Introduction Antiphospholipid Syndrome (APS) is characterized by the presence of circulating antiphospholipid antibodies in patients with thrombosis or pregnancy morbidity. Antibodies involved in these disorders are mainly those directed against β 2-Glycoprotein I (β 2GPI) with the major epitope apparently located on discontinuous antigen with several parts of Domain I (DmI) involved. The relation between anti-DmI antibodies and patients’ risk categories is unknown. Materials and Methods The synthetic full-length and correctly-folded DmI (1–64) to set up a competitive inhibition enzyme-linked immunoadsorbent assays (ELISA) was used.
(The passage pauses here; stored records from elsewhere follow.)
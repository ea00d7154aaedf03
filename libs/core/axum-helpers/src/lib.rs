//! # Axum Helpers
//!
//! Utilities and middleware shared by the server-rendered Axum applications.
//!
//! ## Modules
//!
//! - **[`server`]**: Router assembly, health checks, graceful shutdown
//! - **[`http`]**: HTTP middleware (security headers)
//! - **[`errors`]**: HTML error pages with error codes
//! - **[`extractors`]**: Custom extractors (form fields, typed path ids)
//!
//! ## Quick Start
//!
//! ```ignore
//! use axum::Router;
//! use axum_helpers::server::{create_app, create_router};
//! use core_config::server::ServerConfig;
//!
//! #[tokio::main]
//! async fn main() -> Result<(), Box<dyn std::error::Error>> {
//!     let pages = Router::new(); // Add your routes
//!     let router = create_router(pages);
//!
//!     let config = ServerConfig::default();
//!     create_app(router, &config, async {}).await?;
//!     Ok(())
//! }
//! ```

pub mod errors;
pub mod extractors;
pub mod http;
pub mod server;

// Re-export server types
pub use server::{
    HealthCheckFuture, HealthResponse, ShutdownCoordinator, create_app, create_router,
    health_router, run_health_checks, shutdown_signal,
};

// Re-export HTTP middleware
pub use http::security_headers;

// Re-export error types
pub use errors::{AppError, ErrorCode};

// Re-export extractors
pub use extractors::{FormFields, IdPath};
//! Typed path parameter extractor.

use std::str::FromStr;

use axum::{
    extract::{FromRequestParts, Path},
    http::request::Parts,
};

use crate::errors::AppError;

/// Extractor for a single path parameter parsed into `T`.
///
/// A value that does not parse renders a 400 page instead of axum's plain
/// text rejection.
///
/// # Example
/// ```ignore
/// use axum::{Router, routing::get};
/// use axum_helpers::extractors::IdPath;
///
/// async fn view(IdPath(id): IdPath<i32>) -> String {
///     format!("User ID: {}", id)
/// }
///
/// let app = Router::new().route("/users/view/{id}", get(view));
/// ```
#[derive(Debug, Clone, Copy)]
pub struct IdPath<T>(pub T);

impl<S, T> FromRequestParts<S> for IdPath<T>
where
    S: Send + Sync,
    T: FromStr + Send,
{
    type Rejection = AppError;

    async fn from_request_parts(parts: &mut Parts, state: &S) -> Result<Self, Self::Rejection> {
        let Path(raw) = Path::<String>::from_request_parts(parts, state).await?;

        raw.parse::<T>()
            .map(IdPath)
            .map_err(|_| AppError::BadRequest(format!("Invalid id: {}", raw)))
    }
}

#[cfg(test)]
mod tests {
    use super::*;
    use axum::{
        Router,
        body::Body,
        http::{Request, StatusCode},
        routing::get,
    };
    use tower::ServiceExt;

    async fn show(IdPath(id): IdPath<i32>) -> String {
        id.to_string()
    }

    fn app() -> Router {
        Router::new().route("/items/{id}", get(show))
    }

    #[tokio::test]
    async fn test_id_path_parses_number() {
        let response = app()
            .oneshot(Request::get("/items/42").body(Body::empty()).unwrap())
            .await
            .unwrap();
        assert_eq!(response.status(), StatusCode::OK);
    }

    #[tokio::test]
    async fn test_id_path_rejects_non_numeric() {
        let response = app()
            .oneshot(Request::get("/items/abc").body(Body::empty()).unwrap())
            .await
            .unwrap();
        assert_eq!(response.status(), StatusCode::BAD_REQUEST);
    }
}
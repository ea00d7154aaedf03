use axum::{
    extract::Request,
    http::{
        HeaderValue,
        header::{self, HeaderName},
    },
    middleware::Next,
    response::Response,
};

/// Middleware that adds security headers to all responses.
///
/// Adds the following headers:
/// - X-Content-Type-Options: nosniff
/// - X-Frame-Options: DENY
/// - Referrer-Policy: strict-origin-when-cross-origin
/// - Permissions-Policy: geolocation=(), microphone=(), camera=()
/// - Content-Security-Policy: same-origin only, forms post back to this host
pub async fn security_headers(request: Request, next: Next) -> Response {
    let mut response = next.run(request).await;

    let headers = response.headers_mut();
    headers.insert(
        header::X_CONTENT_TYPE_OPTIONS,
        HeaderValue::from_static("nosniff"),
    );
    headers.insert(header::X_FRAME_OPTIONS, HeaderValue::from_static("DENY"));
    headers.insert(
        header::REFERRER_POLICY,
        HeaderValue::from_static("strict-origin-when-cross-origin"),
    );
    headers.insert(
        HeaderName::from_static("permissions-policy"),
        HeaderValue::from_static("geolocation=(), microphone=(), camera=()"),
    );
    headers.insert(
        header::CONTENT_SECURITY_POLICY,
        HeaderValue::from_static("default-src 'self'; form-action 'self'; frame-ancestors 'none'"),
    );

    response
}
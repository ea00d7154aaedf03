pub mod codes;
pub mod handlers;
pub mod page;

pub use codes::ErrorCode;

use axum::{
    extract::rejection::{FormRejection, PathRejection},
    http::StatusCode,
    response::{IntoResponse, Response},
};
use sea_orm::DbErr;
use thiserror::Error;

/// Application error type that can be converted to HTTP responses.
///
/// Every variant renders an HTML error page carrying its [`ErrorCode`], and
/// is logged with an `error_code` field at a level matching its severity.
/// Internal details are logged, never shown.
#[derive(Debug, Error)]
#[non_exhaustive]
pub enum AppError {
    #[error("Database error: {0}")]
    Database(#[from] DbErr),

    #[error("Form extraction error: {0}")]
    FormRejection(#[from] FormRejection),

    #[error("Path extraction error: {0}")]
    PathRejection(#[from] PathRejection),

    #[error("Bad Request: {0}")]
    BadRequest(String),

    #[error("Not Found: {0}")]
    NotFound(String),

    #[error("Conflict: {0}")]
    Conflict(String),

    #[error("Internal Server Error: {0}")]
    InternalServerError(String),
}

impl AppError {
    /// Status and code this error renders with.
    pub fn status_and_code(&self) -> (StatusCode, ErrorCode) {
        match self {
            AppError::Database(e) => map_db_error(e),
            AppError::FormRejection(e) => (e.status(), ErrorCode::InvalidForm),
            AppError::PathRejection(_) | AppError::BadRequest(_) => {
                (StatusCode::BAD_REQUEST, ErrorCode::InvalidPath)
            }
            AppError::NotFound(_) => (StatusCode::NOT_FOUND, ErrorCode::NotFound),
            AppError::Conflict(_) => (StatusCode::CONFLICT, ErrorCode::Conflict),
            AppError::InternalServerError(_) => {
                (StatusCode::INTERNAL_SERVER_ERROR, ErrorCode::InternalError)
            }
        }
    }
}

impl IntoResponse for AppError {
    fn into_response(self) -> Response {
        let (status, code) = self.status_and_code();

        if status.is_server_error() {
            tracing::error!(error_code = code.code(), "{}", self);
        } else {
            tracing::info!(error_code = code.code(), "{}", self);
        }

        let message = match self {
            AppError::BadRequest(msg)
            | AppError::NotFound(msg)
            | AppError::Conflict(msg) => msg,
            AppError::FormRejection(e) => e.body_text(),
            AppError::PathRejection(e) => e.body_text(),
            _ => code.default_message().to_string(),
        };

        page::render(status, code, &message)
    }
}

fn map_db_error(error: &DbErr) -> (StatusCode, ErrorCode) {
    match error {
        DbErr::RecordNotFound(_) => (StatusCode::NOT_FOUND, ErrorCode::DatabaseNotFound),
        DbErr::Conn(_) | DbErr::ConnectionAcquire(_) => (
            StatusCode::SERVICE_UNAVAILABLE,
            ErrorCode::DatabaseConnection,
        ),
        DbErr::Exec(_) | DbErr::Query(_) => {
            (StatusCode::INTERNAL_SERVER_ERROR, ErrorCode::DatabaseError)
        }
        _ => (
            StatusCode::INTERNAL_SERVER_ERROR,
            ErrorCode::DatabaseUnhandled,
        ),
    }
}
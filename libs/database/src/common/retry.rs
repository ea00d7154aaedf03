use std::future::Future;
use std::time::Duration;
use tracing::{debug, warn};

/// Backoff policy for start-up connection attempts
#[derive(Debug, Clone)]
pub struct RetryConfig {
    /// Attempts after the first one
    pub max_retries: u32,
    pub initial_delay: Duration,
    pub max_delay: Duration,
    /// Multiplier applied to the delay after every failure
    pub backoff_factor: u32,
    /// Randomise each delay to between 50% and 100% of its nominal value
    pub use_jitter: bool,
}

impl RetryConfig {
    pub fn new() -> Self {
        Self::default()
    }

    pub fn with_max_retries(mut self, max_retries: u32) -> Self {
        self.max_retries = max_retries;
        self
    }

    pub fn with_initial_delay(mut self, delay: Duration) -> Self {
        self.initial_delay = delay;
        self
    }

    pub fn without_jitter(mut self) -> Self {
        self.use_jitter = false;
        self
    }

    /// Nominal delay before retry number `attempt` (1-based), capped at `max_delay`
    pub fn delay_for(&self, attempt: u32) -> Duration {
        let factor = self
            .backoff_factor
            .saturating_pow(attempt.saturating_sub(1));
        self.initial_delay
            .saturating_mul(factor)
            .min(self.max_delay)
    }
}

impl Default for RetryConfig {
    fn default() -> Self {
        Self {
            max_retries: 5,
            initial_delay: Duration::from_millis(200),
            max_delay: Duration::from_secs(5),
            backoff_factor: 2,
            use_jitter: true,
        }
    }
}

/// Retry an async operation with exponential backoff.
///
/// The last error is returned once `max_retries` is exhausted.
pub async fn retry_with_backoff<F, Fut, T, E>(mut operation: F, config: RetryConfig) -> Result<T, E>
where
    F: FnMut() -> Fut,
    Fut: Future<Output = Result<T, E>>,
    E: std::fmt::Display,
{
    let mut attempt = 0;

    loop {
        match operation().await {
            Ok(value) => {
                if attempt > 0 {
                    debug!(retries = attempt, "Operation succeeded after retrying");
                }
                return Ok(value);
            }
            Err(e) if attempt >= config.max_retries => {
                warn!(attempts = attempt + 1, error = %e, "Giving up");
                return Err(e);
            }
            Err(e) => {
                attempt += 1;
                let nominal = config.delay_for(attempt);
                let delay = if config.use_jitter {
                    jitter(nominal)
                } else {
                    nominal
                };

                debug!(
                    attempt,
                    max_retries = config.max_retries,
                    delay_ms = delay.as_millis() as u64,
                    error = %e,
                    "Operation failed, retrying"
                );
                tokio::time::sleep(delay).await;
            }
        }
    }
}

fn jitter(delay: Duration) -> Duration {
    use std::collections::hash_map::RandomState;
    use std::hash::BuildHasher;

    // 50..=99 percent of the nominal delay
    let percent = 50 + (RandomState::new().hash_one(std::time::SystemTime::now()) % 50) as u32;
    delay * percent / 100
}

#[cfg(test)]
mod tests {
    use super::*;
    use std::sync::Arc;
    use std::sync::atomic::{AtomicU32, Ordering};

    fn fast() -> RetryConfig {
        RetryConfig::new()
            .with_initial_delay(Duration::from_millis(1))
            .without_jitter()
    }

    #[test]
    fn test_delay_grows_and_is_capped() {
        let config = RetryConfig::new().without_jitter();
        assert_eq!(config.delay_for(1), Duration::from_millis(200));
        assert_eq!(config.delay_for(2), Duration::from_millis(400));
        assert_eq!(config.delay_for(3), Duration::from_millis(800));
        assert_eq!(config.delay_for(20), Duration::from_secs(5));
    }

    #[test]
    fn test_jitter_stays_within_bounds() {
        let nominal = Duration::from_millis(1000);
        for _ in 0..20 {
            let delay = jitter(nominal);
            assert!(delay >= Duration::from_millis(500));
            assert!(delay < nominal);
        }
    }

    #[tokio::test]
    async fn test_retry_success_after_failures() {
        let counter = Arc::new(AtomicU32::new(0));

        let result = retry_with_backoff(
            || {
                let counter = counter.clone();
                async move {
                    let seen = counter.fetch_add(1, Ordering::SeqCst);
                    if seen < 2 {
                        Err(format!("attempt {}", seen + 1))
                    } else {
                        Ok("connected")
                    }
                }
            },
            fast(),
        )
        .await;

        assert_eq!(result.unwrap(), "connected");
        assert_eq!(counter.load(Ordering::SeqCst), 3);
    }

    #[tokio::test]
    async fn test_retry_returns_last_error() {
        let counter = Arc::new(AtomicU32::new(0));

        let result = retry_with_backoff(
            || {
                let counter = counter.clone();
                async move {
                    let seen = counter.fetch_add(1, Ordering::SeqCst);
                    Err::<(), _>(format!("refused {}", seen))
                }
            },
            fast().with_max_retries(2),
        )
        .await;

        assert_eq!(result.unwrap_err(), "refused 2");
        assert_eq!(counter.load(Ordering::SeqCst), 3);
    }
}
Plasma of 22 patients with APS and triple positivity [Lupus Anticoagulant positive (LAC+), IgG anti-cardiolipin positive (aCL+), IgG anti-β 2GPI positive (a β 2GPI +)], 15 with double positivity (IgG aCL+, IgG aβ 2GPI+), 9 with single positivity (IgG aβ 2GPI+) and 20 controls were evaluated. Results Median of percentage inhibition was 25.5% [interquartile range (IQR)17.2-33.0] in triple positive patients. Significantly lower inhibition was observed in patients with double positivity, median inhibition 5.0% (IQR 0.0-27.0) and in patients with single positivity median inhibition was 2.0% (IQR 0.5-8.0) (p < 0.0001). No inhibition was detected in control subjects or using β 2GPI peptides (40–52 and 57–70), or when antithrombin, an insignificant control protein was used. Conclusions High risk patients with APS and triple laboratory positivity as compared with double and single positivity patients have significantly higher titre of anti-DmI antibodies as evaluated by an inhibition test.